Shot with DXO ONE Camera


La prise USB ajoutée

Côté pratique, il faut donc un deck D-VHS compatible D-Theater (check), un Samsung T165 modifié (check) et un vieux Windows. Pourquoi vieux ? Parce que le pilote n’est pas signé et que Windows 10 est relou avec ça (même si ce n’est pas impossible). J’ai utilisé une machine virtuelle sous Windows 7 pour ça, après avoir eu quelques problèmes avec une sous Windows XP (un processus plantait l’enregistrement périodiquement). Il faut prévoir un peu de place, aussi : le débit est de ~26 Mb/s (3,25 Mo/s environ) donc c’est assez large. Ma seule DTheater lisible (One from the Heart de Coppola) dure 107 minutes et le fichier fait pas loin de 19 Go.

Un pilote pas signé


Le programme de dump

D’un point de vue technique, j’ai eu quelques soucis au début, avec d’un coup un débit qui passait à 0, des erreurs, etc. Mais en m’approchant de l’appareil, j’ai compris : il surchauffait clairement. Le Samsung SIR-T165 était clairement vraiment très chaud (probablement parce qu’il récupérait le flux, le décodait, etc.) et plantait. J’ai donc bricolé un refroidissement basique (un simple ventilateur de PC alimenté en externe) et j’ai pu enregistrer toute la cassette.

Oui, c’est un peu le bordel

En pratique, j’ai une liste de fichiers TS (j’ai enregistré en plusieurs fois) avec (donc) une image en 1080i (~4:3 avec des bandes noires) à 22,9 Mb/s (constant) en MPEG2, deux pistes audio (AC3 5.1 à 576 kb/s, MP2 à 320 kb/s) et des sous-titres. La qualité est bonne pour un film du début des années 80, surtout pour un master HD qui date du début des années 2000. Au passage (parce que je me suis posé la question), le ratio est le bon : le film a été tourné en 1:37:1 à l’époque. Point intéressant, le master est a priori le même que pour le Blu-ray (de 2012) qui – lui – a eu une mauvaise note. On voit quand même franchement les défauts de la pellicule dans certains cas, mais compte tenu de l’époque, c’est OK.

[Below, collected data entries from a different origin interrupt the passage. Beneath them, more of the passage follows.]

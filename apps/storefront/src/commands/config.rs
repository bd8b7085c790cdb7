//! # Config Commands
//!
//! Commands for retrieving storefront configuration.

use tracing::debug;

use crate::state::StorefrontConfig;

/// Gets the current storefront configuration.
///
/// ## When Used
/// - Shell startup banner
/// - Currency formatting and the pricing footer on the cart page
///
/// ## Returns
/// Complete configuration state (read-only)
pub fn get_config(config: &StorefrontConfig) -> StorefrontConfig {
    debug!("get_config command");
    config.clone()
}
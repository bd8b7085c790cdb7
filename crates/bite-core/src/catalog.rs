//! # Menu Browsing
//!
//! Search, category filter and sort over the catalog's items.
//!
//! ```text
//! items ──► search (name | description, case-insensitive)
//!       ──► category ("All" matches everything)
//!       ──► sort (name A-Z | price ↑ | price ↓ | prep time ↑)
//! ```

use std::str::FromStr;

use serde::{Deserialize, Serialize};
use ts_rs::TS;

use crate::error::ValidationError;
use crate::types::CatalogItem;

/// Category label that disables category filtering.
pub const ALL_CATEGORIES: &str = "All";

/// Fixed category labels shown by the menu, in display order.
pub const CATEGORIES: [&str; 7] = [
    ALL_CATEGORIES,
    "Pizza",
    "Burgers",
    "Asian",
    "Salads",
    "Desserts",
    "Beverages",
];

/// Menu ordering.
#[derive(Debug, Clone, Copy, Default, PartialEq, Eq, Serialize, Deserialize, TS)]
#[serde(rename_all = "kebab-case")]
#[ts(export)]
pub enum MenuSort {
    /// Name, A to Z.
    #[default]
    Name,
    PriceLow,
    PriceHigh,
    /// Shortest preparation time first.
    Time,
}

impl FromStr for MenuSort {
    type Err = ValidationError;

    fn from_str(s: &str) -> Result<Self, Self::Err> {
        match s.trim().to_ascii_lowercase().as_str() {
            "name" => Ok(MenuSort::Name),
            "price-low" => Ok(MenuSort::PriceLow),
            "price-high" => Ok(MenuSort::PriceHigh),
            "time" => Ok(MenuSort::Time),
            other => Err(ValidationError::invalid_format(
                "sort",
                format!("unknown sort '{}' (name, price-low, price-high, time)", other),
            )),
        }
    }
}

/// What the customer typed and picked on the menu page.
#[derive(Debug, Clone, Default, PartialEq, Eq, Serialize, Deserialize, TS)]
#[serde(rename_all = "camelCase")]
#[ts(export)]
pub struct MenuQuery {
    #[serde(default)]
    pub search: String,
    /// `None` or `"All"` matches every category.
    #[serde(default)]
    pub category: Option<String>,
    #[serde(default)]
    pub sort: MenuSort,
}

impl MenuQuery {
    fn matches(&self, item: &CatalogItem, needle: &str) -> bool {
        let matches_search = needle.is_empty()
            || item.name.to_lowercase().contains(needle)
            || item.description.to_lowercase().contains(needle);

        let matches_category = match self.category.as_deref() {
            None | Some(ALL_CATEGORIES) => true,
            Some(category) => item.category == category,
        };

        matches_search && matches_category
    }
}

/// Filters and sorts menu items. The input order breaks ties.
pub fn filter_menu(items: &[CatalogItem], query: &MenuQuery) -> Vec<CatalogItem> {
    let needle = query.search.trim().to_lowercase();

    let mut filtered: Vec<CatalogItem> = items
        .iter()
        .filter(|item| query.matches(item, &needle))
        .cloned()
        .collect();

    match query.sort {
        MenuSort::Name => filtered.sort_by(|a, b| a.name.to_lowercase().cmp(&b.name.to_lowercase())),
        MenuSort::PriceLow => filtered.sort_by_key(|item| item.price),
        MenuSort::PriceHigh => filtered.sort_by(|a, b| b.price.cmp(&a.price)),
        MenuSort::Time => filtered.sort_by_key(|item| item.preparation_time),
    }

    filtered
}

La capture du Blu-ray (d’un site)


La mienne




Une image recadrée


J’ai un seul film à montrer, et pour une bonne raison, donc : mon enregistreur D-VHS ne lit pas les films D-Theater en Région 1. Je n’ai donc pas pu dumper ma copie d’Alien : l’appareil affiche un message d’erreur et ne lit même pas la cassette. Mais si un jour je trouve un modèle américain, je tenterais (mais c’est vraiment très cher).